A roadside memorial of flowers and candles was created for a German teenager killed in a car crash near Weilerbach, Germany, in February 2019, involving a young airman assigned to Ramstein Air Base. The Air Force is planning to try the airman for his role in the death.

JENNIFER H. SVAN/STARS AND STRIPES

RAMSTEIN AIR BASE, Germany — A young Ramstein airman faces negligent homicide and involuntary manslaughter charges for his role in a car crash that killed a German teen more than a year ago.

Airman 1st Class Tolman D. Roman Bahena deferred entering a plea at an arraignment hearing Friday.

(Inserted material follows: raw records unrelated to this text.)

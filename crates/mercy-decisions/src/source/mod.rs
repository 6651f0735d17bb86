//! Loading from row sources.
//!
//! Explain view first, base view second. Loaders never fail: source
//! errors become an `AccessHint` and an empty batch. The demo fallback is
//! applied here, never inside the engine.

pub mod demo;
pub mod static_source;

use std::fmt;

use chrono::Utc;
use mercy_core::models::{EvidenceEntry, NormalizedDecision, SourceMode};
use mercy_core::traits::{DecisionView, IDecisionSource, IEvidenceSource, RowFilter, EVIDENCE_VIEW};
use tracing::{debug, warn};

use crate::engine::{DecisionBatch, DecisionEngine};
use crate::evidence::build_timeline;

pub use static_source::StaticSource;

/// What the caller could see.
#[derive(Debug, Clone, PartialEq, Eq)]
pub enum AccessHint {
    /// Rows were returned.
    Ok,
    /// A view answered but had no rows.
    NoRows,
    /// Every view failed; carries the first failure's reason.
    BlockedOrMissing(String),
}

impl AccessHint {
    pub fn is_ok(&self) -> bool {
        matches!(self, Self::Ok)
    }
}

impl fmt::Display for AccessHint {
    fn fmt(&self, f: &mut fmt::Formatter<'_>) -> fmt::Result {
        match self {
            Self::Ok => f.write_str("ok"),
            Self::NoRows => f.write_str("no_rows"),
            Self::BlockedOrMissing(reason) => write!(f, "blocked_or_missing:{reason}"),
        }
    }
}

/// Result of loading a decision batch.
#[derive(Debug, Clone, PartialEq)]
pub struct LoadOutcome {
    pub batch: DecisionBatch,
    /// The view the batch was read from.
    pub view: DecisionView,
    pub access: AccessHint,
}

/// Load and rank decisions, preferring the explain view.
///
/// The explain view is used when it returns rows. Otherwise the base view
/// is tried; its rows (possibly none) are normalized in base mode.
pub fn load_decisions(
    source: &dyn IDecisionSource,
    engine: &DecisionEngine,
    filter: &RowFilter,
) -> LoadOutcome {
    let explain = source.fetch(DecisionView::Explain, filter);
    let explain_err = match explain {
        Ok(rows) if !rows.is_empty() => {
            return LoadOutcome {
                batch: engine.normalize(&rows, Some(SourceMode::Explain)),
                view: DecisionView::Explain,
                access: AccessHint::Ok,
            };
        }
        Ok(_) => {
            debug!(view = DecisionView::Explain.name(), "no rows, trying base view");
            None
        }
        Err(e) => {
            warn!(
                view = DecisionView::Explain.name(),
                error = %e,
                "explain view failed, falling back to base view"
            );
            Some(e)
        }
    };

    let (rows, access) = match source.fetch(DecisionView::Base, filter) {
        Ok(rows) if !rows.is_empty() => (rows, AccessHint::Ok),
        Ok(rows) => (rows, AccessHint::NoRows),
        Err(base_err) => {
            warn!(view = DecisionView::Base.name(), error = %base_err, "base view failed");
            let access = match explain_err {
                // The explain view answered, it just had nothing.
                None => AccessHint::NoRows,
                Some(e) => AccessHint::BlockedOrMissing(e.hint()),
            };
            (Vec::new(), access)
        }
    };

    LoadOutcome {
        batch: engine.normalize(&rows, Some(SourceMode::Base)),
        view: DecisionView::Base,
        access,
    }
}

/// Everything a drill-down view needs for one signal.
#[derive(Debug, Clone, PartialEq)]
pub struct DecisionDetail {
    pub signal_id: String,
    pub decision: Option<NormalizedDecision>,
    pub mode: SourceMode,
    pub view: DecisionView,
    pub access: AccessHint,
    pub evidence: Vec<EvidenceEntry>,
    pub evidence_access: AccessHint,
    /// Content came from the demo fallback, not a source.
    pub demo: bool,
}

impl DecisionDetail {
    pub fn explain_fields_meaningful(&self) -> bool {
        self.mode.is_explain()
    }
}

/// Load one decision plus its evidence timeline.
///
/// With `fallback.demo_on_empty` set and no accessible decision, the
/// detail is filled from the demo rows, pushed through the same engine.
pub fn load_detail(
    decisions: &dyn IDecisionSource,
    evidence: &dyn IEvidenceSource,
    engine: &DecisionEngine,
    signal_id: &str,
) -> DecisionDetail {
    let signal_id = signal_id.trim();
    let limit = engine.config().evidence.limit;

    let mut detail = if signal_id.is_empty() {
        DecisionDetail {
            signal_id: String::new(),
            decision: None,
            mode: SourceMode::Base,
            view: DecisionView::Base,
            access: AccessHint::NoRows,
            evidence: Vec::new(),
            evidence_access: AccessHint::NoRows,
            demo: false,
        }
    } else {
        let outcome = load_decisions(decisions, engine, &RowFilter::signal(signal_id));
        let (timeline, evidence_access) = match evidence.fetch_evidence(signal_id, limit) {
            Ok(rows) => (build_timeline(&rows, limit), AccessHint::Ok),
            Err(e) => {
                warn!(view = EVIDENCE_VIEW, signal_id, error = %e, "evidence unavailable");
                (Vec::new(), AccessHint::BlockedOrMissing(e.hint()))
            }
        };
        DecisionDetail {
            signal_id: signal_id.to_string(),
            decision: outcome.batch.decisions.into_iter().next(),
            mode: outcome.batch.mode,
            view: outcome.view,
            access: outcome.access,
            evidence: timeline,
            evidence_access,
            demo: false,
        }
    };

    if detail.decision.is_none() && engine.config().fallback.demo_on_empty {
        debug!(signal_id, access = %detail.access, "no accessible decision, using demo rows");
        let demo_id = if signal_id.is_empty() { demo::DEMO_SIGNAL_ID } else { signal_id };
        let batch = engine.normalize(&[demo::demo_decision_row(demo_id)], Some(SourceMode::Explain));
        detail.signal_id = demo_id.to_string();
        detail.decision = batch.decisions.into_iter().next();
        detail.mode = SourceMode::Explain;
        if detail.evidence.is_empty() {
            detail.evidence = build_timeline(&demo::demo_evidence_rows(demo_id, Utc::now()), limit);
        }
        detail.demo = true;
    }

    detail
}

He also faces charges of reckless endangerment, reckless driving, and dereliction of duty for failing to obey the speed limit and not returning to his lane after passing a vehicle.

Roman Bahena was driving a Chevrolet Camaro on the evening of Feb. 6, 2019, when he crashed head-on into a Piaggio Ape, a three-wheeled light commercial vehicle with a Vespa scooter as a base.

The Piaggio driver, a 17-year-old German male from nearby Weilerbach, died at the scene along L367, a two-lane road a few minutes’ drive from Ramstein Air Base. The victim has not been identified publicly.

Roman Bahena, then 20, was newly assigned to Ramstein at the time of the crash.

Another preliminary hearing is set for April 30 and a court-martial is scheduled to start on May 4. German authorities ceded jurisdiction of the case a day after the crash.

Ramstein legal officials said they could not say what maximum punishment Roman Bahena faces due to the number of factors involved in the case.

Involuntary manslaughter carries a sentence of up to 10 years in prison, while the maximum sentence for negligent homicide under the Uniform Code of Military Justice is three years of confinement.

Roman Bahena did not say much during Friday’s hearing. The few in attendance included the victim’s parents.

The airman is not in pretrial confinement, officials said.

Roman Bahena’s Air Force defense team said at a preliminary hearing last year that their client had no alcohol or drugs in his system and there was no evidence that he or his wife, a passenger in the car, were texting around the time of the crash.